Exercise goal: Your task is to transcribe the entries exactly.
-=-=-
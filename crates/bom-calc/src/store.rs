//! 目錄資料存取介面
//!
//! 儲存層只回傳扁平資料列，聚合、篩選、排序與需求計算都在這一層完成。

use std::collections::HashMap;

use bom_core::{Attachments, FileOwner, Material, Product, Result, Unit};

use crate::aggregate::RelationAggregator;
use crate::filter::{filter_materials, filter_products, MaterialFilter, ProductFilter};
use crate::requirements::{RequirementsCalculator, RequirementsReport};
use crate::search::{search, SearchResults};
use crate::row::{
    MaterialHeader, MaterialProductRow, MaterialRow, NameRow, ProductHeader, ProductMaterialRow,
    ProductRow,
};
use crate::sort::{sort_materials, sort_products, SortConfig};

/// 目錄儲存層
///
/// 單筆查詢找不到資料時必須回傳 `BomError::NotFound`，不得回傳零值。
pub trait CatalogStore {
    /// 物料 × 名稱 × 產品 × 單位 的關聯資料列
    fn material_rows(&self) -> Result<Vec<MaterialRow>>;

    /// 產品 × 物料 × 單位 的關聯資料列
    fn product_rows(&self) -> Result<Vec<ProductRow>>;

    fn material_header(&self, material_id: i64) -> Result<MaterialHeader>;

    fn material_names(&self, material_id: i64) -> Result<Vec<NameRow>>;

    fn material_products(&self, material_id: i64) -> Result<Vec<MaterialProductRow>>;

    fn product_header(&self, product_id: i64) -> Result<ProductHeader>;

    fn product_materials(&self, product_id: i64) -> Result<Vec<ProductMaterialRow>>;

    fn unit(&self, unit_id: i64) -> Result<Unit>;

    fn units(&self) -> Result<Vec<Unit>>;

    fn attachments(&self, owner: FileOwner) -> Result<Attachments>;
}

/// 目錄服務
pub struct Catalog<S> {
    store: S,
}

impl<S: CatalogStore> Catalog<S> {
    /// 創建新的目錄服務
    pub fn new(store: S) -> Self {
        Self { store }
    }

    pub fn store(&self) -> &S {
        &self.store
    }

    pub fn store_mut(&mut self) -> &mut S {
        &mut self.store
    }

    pub fn into_store(self) -> S {
        self.store
    }

    /// 所有物料
    pub fn materials(&self) -> Result<Vec<Material>> {
        RelationAggregator::materials(&self.store.material_rows()?)
    }

    /// 所有產品
    pub fn products(&self) -> Result<Vec<Product>> {
        RelationAggregator::products(&self.store.product_rows()?)
    }

    /// 單一物料
    pub fn material(&self, material_id: i64) -> Result<Material> {
        let header = self.store.material_header(material_id)?;
        let names = self.store.material_names(material_id)?;
        let products = self.store.material_products(material_id)?;
        RelationAggregator::material(&header, &names, &products)
    }

    /// 單一產品
    pub fn product(&self, product_id: i64) -> Result<Product> {
        let header = self.store.product_header(product_id)?;
        let materials = self.store.product_materials(product_id)?;
        RelationAggregator::product(&header, &materials)
    }

    pub fn unit(&self, unit_id: i64) -> Result<Unit> {
        self.store.unit(unit_id)
    }

    pub fn units(&self) -> Result<Vec<Unit>> {
        self.store.units()
    }

    pub fn attachments(&self, owner: FileOwner) -> Result<Attachments> {
        self.store.attachments(owner)
    }

    /// 篩選並排序物料清單
    pub fn browse_materials(
        &self,
        filter: &MaterialFilter,
        sort: SortConfig,
    ) -> Result<Vec<Material>> {
        let mut materials = filter_materials(&self.materials()?, filter);
        sort_materials(&mut materials, sort);
        Ok(materials)
    }

    /// 篩選並排序產品清單
    pub fn browse_products(&self, filter: &ProductFilter, sort: SortConfig) -> Result<Vec<Product>> {
        let mut products = filter_products(&self.products()?, filter);
        sort_products(&mut products, sort);
        Ok(products)
    }

    /// 以關鍵字搜尋物料與產品，各類別最多 `limit` 筆
    pub fn search(&self, query: &str, limit: usize) -> Result<SearchResults> {
        Ok(search(&self.materials()?, &self.products()?, query, limit))
    }

    /// 計算產品的物料需求
    pub fn requirements(
        &self,
        product_id: i64,
        desired_count: u32,
        remaining: &HashMap<i64, f64>,
    ) -> Result<RequirementsReport> {
        let product = self.product(product_id)?;
        RequirementsCalculator::calculate_for_product(&product, desired_count, remaining)
    }
}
-=-=-
Response:
filename crates/bom-calc/src/store.rs
//! 目錄資料存取介面
//!
//! 儲存層只回傳扁平資料列，聚合、篩選、排序與需求計算都在這一層完成。

use std::collections::HashMap;

use bom_core::{Attachments, FileOwner, Material, Product, Result, Unit};

use crate::aggregate::RelationAggregator;
use crate::filter::{filter_materials, filter_products, MaterialFilter, ProductFilter};
use crate::requirements::{RequirementsCalculator, RequirementsReport};
use crate::search::{search, SearchResults};
use crate::row::{
    MaterialHeader, MaterialProductRow, MaterialRow, NameRow, ProductHeader, ProductMaterialRow,
    ProductRow,
};
use crate::sort::{sort_materials, sort_products, SortConfig};

/// 目錄儲存層
///
/// 單筆查詢找不到資料時必須回傳 `BomError::NotFound`，不得回傳零值。
pub trait CatalogStore {
    /// 物料 × 名稱 × 產品 × 單位 的關聯資料列
    fn material_rows(&self) -> Result<Vec<MaterialRow>>;

    /// 產品 × 物料 × 單位 的關聯資料列
    fn product_rows(&self) -> Result<Vec<ProductRow>>;

    fn material_header(&self, material_id: i64) -> Result<MaterialHeader>;

    fn material_names(&self, material_id: i64) -> Result<Vec<NameRow>>;

    fn material_products(&self, material_id: i64) -> Result<Vec<MaterialProductRow>>;

    fn product_header(&self, product_id: i64) -> Result<ProductHeader>;

    fn product_materials(&self, product_id: i64) -> Result<Vec<ProductMaterialRow>>;

    fn unit(&self, unit_id: i64) -> Result<Unit>;

    fn units(&self) -> Result<Vec<Unit>>;

    fn attachments(&self, owner: FileOwner) -> Result<Attachments>;
}

/// 目錄服務
pub struct Catalog<S> {
    store: S,
}

impl<S: CatalogStore> Catalog<S> {
    /// 創建新的目錄服務
    pub fn new(store: S) -> Self {
        Self { store }
    }

    pub fn store(&self) -> &S {
        &self.store
    }

    pub fn store_mut(&mut self) -> &mut S {
        &mut self.store
    }

    pub fn into_store(self) -> S {
        self.store
    }

    /// 所有物料
    pub fn materials(&self) -> Result<Vec<Material>> {
        RelationAggregator::materials(&self.store.material_rows()?)
    }

    /// 所有產品
    pub fn products(&self) -> Result<Vec<Product>> {
        RelationAggregator::products(&self.store.product_rows()?)
    }

    /// 單一物料
    pub fn material(&self, material_id: i64) -> Result<Material> {
        let header = self.store.material_header(material_id)?;
        let names = self.store.material_names(material_id)?;
        let products = self.store.material_products(material_id)?;
        RelationAggregator::material(&header, &names, &products)
    }

    /// 單一產品
    pub fn product(&self, product_id: i64) -> Result<Product> {
        let header = self.store.product_header(product_id)?;
        let materials = self.store.product_materials(product_id)?;
        RelationAggregator::product(&header, &materials)
    }

    pub fn unit(&self, unit_id: i64) -> Result<Unit> {
        self.store.unit(unit_id)
    }

    pub fn units(&self) -> Result<Vec<Unit>> {
        self.store.units()
    }

    pub fn attachments(&self, owner: FileOwner) -> Result<Attachments> {
        self.store.attachments(owner)
    }

    /// 篩選並排序物料清單
    pub fn browse_materials(
        &self,
        filter: &MaterialFilter,
        sort: SortConfig,
    ) -> Result<Vec<Material>> {
        let mut materials = filter_materials(&self.materials()?, filter);
        sort_materials(&mut materials, sort);
        Ok(materials)
    }

    /// 篩選並排序產品清單
    pub fn browse_products(&self, filter: &ProductFilter, sort: SortConfig) -> Result<Vec<Product>> {
        let mut products = filter_products(&self.products()?, filter);
        sort_products(&mut products, sort);
        Ok(products)
    }

    /// 以關鍵字搜尋物料與產品，各類別最多 `limit` 筆
    pub fn search(&self, query: &str, limit: usize) -> Result<SearchResults> {
        Ok(search(&self.materials()?, &self.products()?, query, limit))
    }

    /// 計算產品的物料需求
    pub fn requirements(
        &self,
        product_id: i64,
        desired_count: u32,
        remaining: &HashMap<i64, f64>,
    ) -> Result<RequirementsReport> {
        let product = self.product(product_id)?;
        RequirementsCalculator::calculate_for_product(&product, desired_count, remaining)
    }
}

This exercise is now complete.